En realidad acaso llegue el día en que pueda uno contar la vida de ese que se hace llamar A.T. y que figura al frente de este libro, y puede que halle de él alguna página que le redima también a uno, y que pueda hablar de ella como escrita por otro, mejor, mucho mejor que por uno mismo, tanto como para hacerme olvidar que llevamos el mismo nombre. Será entonces cuando pueda en verdad uno decir que me llamo ninguno y todos.

(...) Ahora soy yo quien ha pulsado el botón y con la mano mecánica he lanzado la pelota de acero a lo lejos. Y cierto que a menudo llegan a uno sucesos un tanto grotescos y risibles, fenoménicos, diríamos, y llamativos por su monstruosidad cómica. Uno los traslada a estas páginas, llevado por la hilaridad que le producen y porque le parecen un tributo a la vida, y sin embargo hasta que no los ve aquí suprimiendo lo que precisamente tienen de alarmante y esperpéntico y de caricatura grotesca, no habrá avanzado nada en el verdadero camino de perfección. Naturalmente que los bufones y enanos tenían para los cortesanos de 1640 connotaciones hilarantes, pero sólo quien alcanzó a ver en el fondo de su alma lo que tenían de melancólicos soberanos sin corona, como Velázquez, pudo restituirlos al género humano como algo demasiado elevado para verlo a simple vista, en su corta estatura.

Es cada vez más frecuente que algunos amigos, tropezándose con cierto episodio descoyuntado de la realidad o hallándose en una situación penosa y ridícula, le recuerden a uno y le digan más tarde: vi o viví tal situación grotesca de la que tú habrías podido sacar mucho partido.
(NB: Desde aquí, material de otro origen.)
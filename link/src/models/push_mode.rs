use serde::{Deserialize, Serialize};

/// How a pushed fragment is applied to the node at its path.
#[derive(Debug, Clone, Copy, Default, PartialEq, Eq, Serialize, Deserialize)]
#[serde(rename_all = "snake_case")]
pub enum PushMode {
    /// Overwrite the node.
    #[default]
    Replace,
    /// Deep-merge objects into the node; anything else overwrites.
    Merge,
}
Y agradece uno que sea así, pero sólo si un día descubren por sí mismos el fondo humanísimo y desolador que cimenta el desvalimiento y la idiotez humana frente a los que les puso la vida, podría afirmar uno que su tarea como escritor ha sido llevada a cabo.

Cierto: con el humor no se irá demasiado lejos en este tiempo. El humor sólo es tolerable cuando se lo encuentra uno en alguien del pasado. Que se ría un muerto es cosa de agradecer. Ahora, que lo haga un vivo se encuentra propio de seres frívolos o desustanciados o de locos. Se diga lo que se diga, nueve de cada diez editores actuales habrían rechazado el Quijote. Demasiado liviano con todos los problemas tan gravísimos que tenemos encima. Pudiendo irse a Nueva York, ¿a quién se le ocurre quedarse en La Mancha con un tipo chocarrero?